La collaboration transfrontalière est une complainte de longue date des forces de l’ordre, particulièrement dans les enquêtes numériques, où la réactivité est le nerf de la guerre. Les criminels peuvent passer de pays en pays en quelques secondes, en changeant par exemple d’hébergeur, les forces de l’ordre étant encore régulièrement bloquées à la frontière.

Le texte pourrait instituer un nouveau cadre légal pour ces demandes entre pays, avec des ordres de « production et de préservation » de données, concernant tout type d’information. Les données transactionnelles et les contenus ne devraient être transmissibles que pour des crimes punissables d’au moins trois ans de prison, ou des sujets spécifiques liés au « cyber » et au terrorisme.

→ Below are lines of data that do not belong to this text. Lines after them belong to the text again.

//! Core entities for protection planning
//!
//! A [`ProtectionPlan`] is created fresh for every message, consumed once by
//! the crypto engine and then discarded.

use super::value_objects::{CredentialStrategy, Granularity, KeyDerivation, KeyIdentifier};
use serde::{Deserialize, Serialize};
use shared_policy::{ProtectionOrder, QName, Role, SamlVersion};
use std::fmt;
use uuid::Uuid;

// =============================================================================
// PROTECTED REGIONS
// =============================================================================

/// What a protected region points at.
#[derive(Clone, Debug, PartialEq, Eq, Hash, Serialize, Deserialize)]
pub enum RegionTarget {
    Element(QName),
    /// Reference outside the envelope, e.g. `cid:Attachments`.
    External(String),
}

/// A message region selected for signing or encryption.
#[derive(Clone, Debug, PartialEq, Eq, Hash, Serialize, Deserialize)]
pub struct ProtectedRegion {
    pub target: RegionTarget,
    pub granularity: Granularity,
    /// Optional regions are skipped by the engine when absent from the message.
    pub required: bool,
}

impl ProtectedRegion {
    pub fn element(name: QName) -> Self {
        Self {
            target: RegionTarget::Element(name),
            granularity: Granularity::Element,
            required: true,
        }
    }

    pub fn content(name: QName) -> Self {
        Self {
            target: RegionTarget::Element(name),
            granularity: Granularity::Content,
            required: true,
        }
    }

    pub fn external(reference: impl Into<String>, granularity: Granularity) -> Self {
        Self {
            target: RegionTarget::External(reference.into()),
            granularity,
            required: true,
        }
    }

    pub fn optional(mut self) -> Self {
        self.required = false;
        self
    }

    pub fn element_name(&self) -> Option<&QName> {
        match &self.target {
            RegionTarget::Element(name) => Some(name),
            RegionTarget::External(_) => None,
        }
    }

    pub fn is_element(&self, name: &QName) -> bool {
        self.element_name() == Some(name)
    }
}

impl fmt::Display for ProtectedRegion {
    fn fmt(&self, f: &mut fmt::Formatter<'_>) -> fmt::Result {
        match &self.target {
            RegionTarget::Element(name) => write!(f, "{} ({:?})", name, self.granularity),
            RegionTarget::External(reference) => {
                write!(f, "{} ({:?})", reference, self.granularity)
            }
        }
    }
}

// =============================================================================
// ACTIONS
// =============================================================================

/// A cryptographic action the engine performs, in plan order.
#[derive(Clone, Copy, Debug, PartialEq, Eq, Hash, Serialize, Deserialize)]
pub enum CryptoAction {
    Timestamp,
    Signature,
    SignatureWithDerivedKey,
    Encrypt,
    EncryptWithDerivedKey,
    SignatureConfirmation,
    UsernameToken,
    SamlTokenSigned,
    SamlTokenUnsigned,
    Kerberos,
    CustomToken,
}

impl CryptoAction {
    pub fn signature(kind: KeyDerivation) -> Self {
        match kind {
            KeyDerivation::Direct => CryptoAction::Signature,
            KeyDerivation::Derived => CryptoAction::SignatureWithDerivedKey,
        }
    }

    pub fn encrypt(kind: KeyDerivation) -> Self {
        match kind {
            KeyDerivation::Direct => CryptoAction::Encrypt,
            KeyDerivation::Derived => CryptoAction::EncryptWithDerivedKey,
        }
    }

    pub fn is_signature(self) -> bool {
        matches!(
            self,
            CryptoAction::Signature | CryptoAction::SignatureWithDerivedKey
        )
    }

    pub fn is_encrypt(self) -> bool {
        matches!(
            self,
            CryptoAction::Encrypt | CryptoAction::EncryptWithDerivedKey
        )
    }
}

/// Finished, immutable action sequence. Only the action sequencer builds one.
#[derive(Clone, Debug, Default, PartialEq, Eq, Serialize, Deserialize)]
pub struct ActionList(Vec<CryptoAction>);

impl ActionList {
    pub(crate) fn from_staged(actions: Vec<CryptoAction>) -> Self {
        Self(actions)
    }

    pub fn as_slice(&self) -> &[CryptoAction] {
        &self.0
    }

    pub fn iter(&self) -> impl Iterator<Item = &CryptoAction> {
        self.0.iter()
    }

    pub fn len(&self) -> usize {
        self.0.len()
    }

    pub fn is_empty(&self) -> bool {
        self.0.is_empty()
    }

    pub fn contains(&self, action: CryptoAction) -> bool {
        self.0.contains(&action)
    }

    pub fn position(&self, action: CryptoAction) -> Option<usize> {
        self.0.iter().position(|a| *a == action)
    }

    pub fn has_signature(&self) -> bool {
        self.0.iter().any(|a| a.is_signature())
    }

    pub fn has_encrypt(&self) -> bool {
        self.0.iter().any(|a| a.is_encrypt())
    }
}

// =============================================================================
// DIRECTIVES
// =============================================================================

/// Key identifier chosen per operation; `None` when the operation is not planned.
#[derive(Clone, Copy, Debug, Default, PartialEq, Eq, Serialize, Deserialize)]
pub struct KeyIdentifierChoices {
    pub signature: Option<KeyIdentifier>,
    pub encryption: Option<KeyIdentifier>,
}

/// Whether the engine embeds the token in the security header.
#[derive(Clone, Copy, Debug, Default, PartialEq, Eq, Serialize, Deserialize)]
pub struct IncludeTokenDecisions {
    pub signature: bool,
    pub encryption: bool,
}

/// Algorithm URIs taken from the binding's suite.
#[derive(Clone, Debug, Default, PartialEq, Eq, Serialize, Deserialize)]
pub struct AlgorithmSelection {
    pub signature: Option<String>,
    pub digest: Option<String>,
    pub c14n: Option<String>,
    pub key_wrap: Option<String>,
    pub encryption: Option<String>,
}

/// Recipient used to look up the encryption certificate.
#[derive(Clone, Debug, Default, PartialEq, Eq, Serialize, Deserialize)]
pub struct EncryptionUser {
    pub user: Option<String>,
    /// Encrypt for the certificate that signed the request.
    pub use_req_sig_cert: bool,
}

// =============================================================================
// PLAN
// =============================================================================

/// Everything the crypto engine needs to secure one message.
#[derive(Clone, Debug, PartialEq, Eq, Serialize, Deserialize)]
pub struct ProtectionPlan {
    pub correlation_id: Uuid,
    pub order: ProtectionOrder,
    pub role: Role,
    pub actions: ActionList,
    pub signed_regions: Vec<ProtectedRegion>,
    pub encrypted_regions: Vec<ProtectedRegion>,
    pub key_identifiers: KeyIdentifierChoices,
    pub include_tokens: IncludeTokenDecisions,
    pub algorithms: AlgorithmSelection,
    pub signature_user: Option<String>,
    pub encryption_user: EncryptionUser,
    /// Identifier of the stored issued token that signs the message.
    pub signature_token_id: Option<String>,
    pub credentials: CredentialStrategy,
}

// =============================================================================
// TOKENS & CREDENTIALS
// =============================================================================

/// A runtime token obtained from an issuance service.
#[derive(Clone, Debug, PartialEq, Eq, Serialize, Deserialize)]
pub struct SecurityToken {
    pub id: String,
    pub token_type: Option<String>,
    /// Set when the token is a SAML assertion.
    pub saml_assertion: Option<SamlVersion>,
    /// DER-encoded certificate bound to the token, if any.
    pub certificate: Option<Vec<u8>>,
}

impl SecurityToken {
    pub fn new(id: impl Into<String>) -> Self {
        Self {
            id: id.into(),
            token_type: None,
            saml_assertion: None,
            certificate: None,
        }
    }

    pub fn with_saml_assertion(mut self, version: SamlVersion) -> Self {
        self.saml_assertion = Some(version);
        self
    }

    pub fn with_certificate(mut self, certificate: Vec<u8>) -> Self {
        self.certificate = Some(certificate);
        self
    }
}

/// A supporting token attached to the message by the supporting-token layer.
#[derive(Clone, Debug, PartialEq, Eq, Serialize, Deserialize)]
pub struct SupportingToken {
    /// Assertion this token satisfies.
    pub assertion: QName,
    pub action: CryptoAction,
    /// Region the token occupies in the security header.
    pub region: Option<ProtectedRegion>,
    pub signed: bool,
    pub encrypted: bool,
}

impl SupportingToken {
    pub fn new(assertion: QName, action: CryptoAction) -> Self {
        Self {
            assertion,
            action,
            region: None,
            signed: false,
            encrypted: false,
        }
    }

    pub fn with_region(mut self, region: ProtectedRegion) -> Self {
        self.region = Some(region);
        self
    }

    pub fn signed(mut self) -> Self {
        self.signed = true;
        self
    }

    pub fn encrypted(mut self) -> Self {
        self.encrypted = true;
        self
    }
}

/// Where a resolved credential came from.
#[derive(Clone, Copy, Debug, PartialEq, Eq, Serialize, Deserialize)]
pub enum CredentialSource {
    TokenStore,
    Ambient,
}

/// Key material handed to the crypto engine.
#[derive(Clone, Debug, PartialEq, Eq, Serialize, Deserialize)]
pub struct Credential {
    pub id: String,
    pub certificate: Option<Vec<u8>>,
    pub source: CredentialSource,
}

impl Credential {
    pub fn ambient(id: impl Into<String>) -> Self {
        Self {
            id: id.into(),
            certificate: None,
            source: CredentialSource::Ambient,
        }
    }
}

impl From<SecurityToken> for Credential {
    fn from(token: SecurityToken) -> Self {
        Self {
            id: token.id,
            certificate: token.certificate,
            source: CredentialSource::TokenStore,
        }
    }
}

/// Wire bytes produced by the crypto engine.
#[derive(Clone, Debug, PartialEq, Eq, Serialize, Deserialize)]
pub struct SecuredEnvelope {
    pub correlation_id: Uuid,
    pub payload: Vec<u8>,
}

Les services concernés auraient 10 jours pour répondre, ou 6 heures pour des procédures urgentes, avec la possibilité d’une validation a posteriori (sous 48 heures) pour des données de connexion. Bien entendu, les données devraient être utilisées uniquement dans les buts définis.

En cas de manquement, le fournisseur de service pourrait être sanctionné jusqu’à 2 % de son chiffre d’affaires mondial. Un système de notification serait aussi créé, pour permettre à un État de s’opposer à une demande d’un autre sur son territoire, pour protéger la liberté d’expression ou les intérêts de la nation, par exemple.

Le projet de règlement « est désormais prêt pour les négociations avec le Parlement européen », avec l’espoir d’en finir avant la mandature actuelle.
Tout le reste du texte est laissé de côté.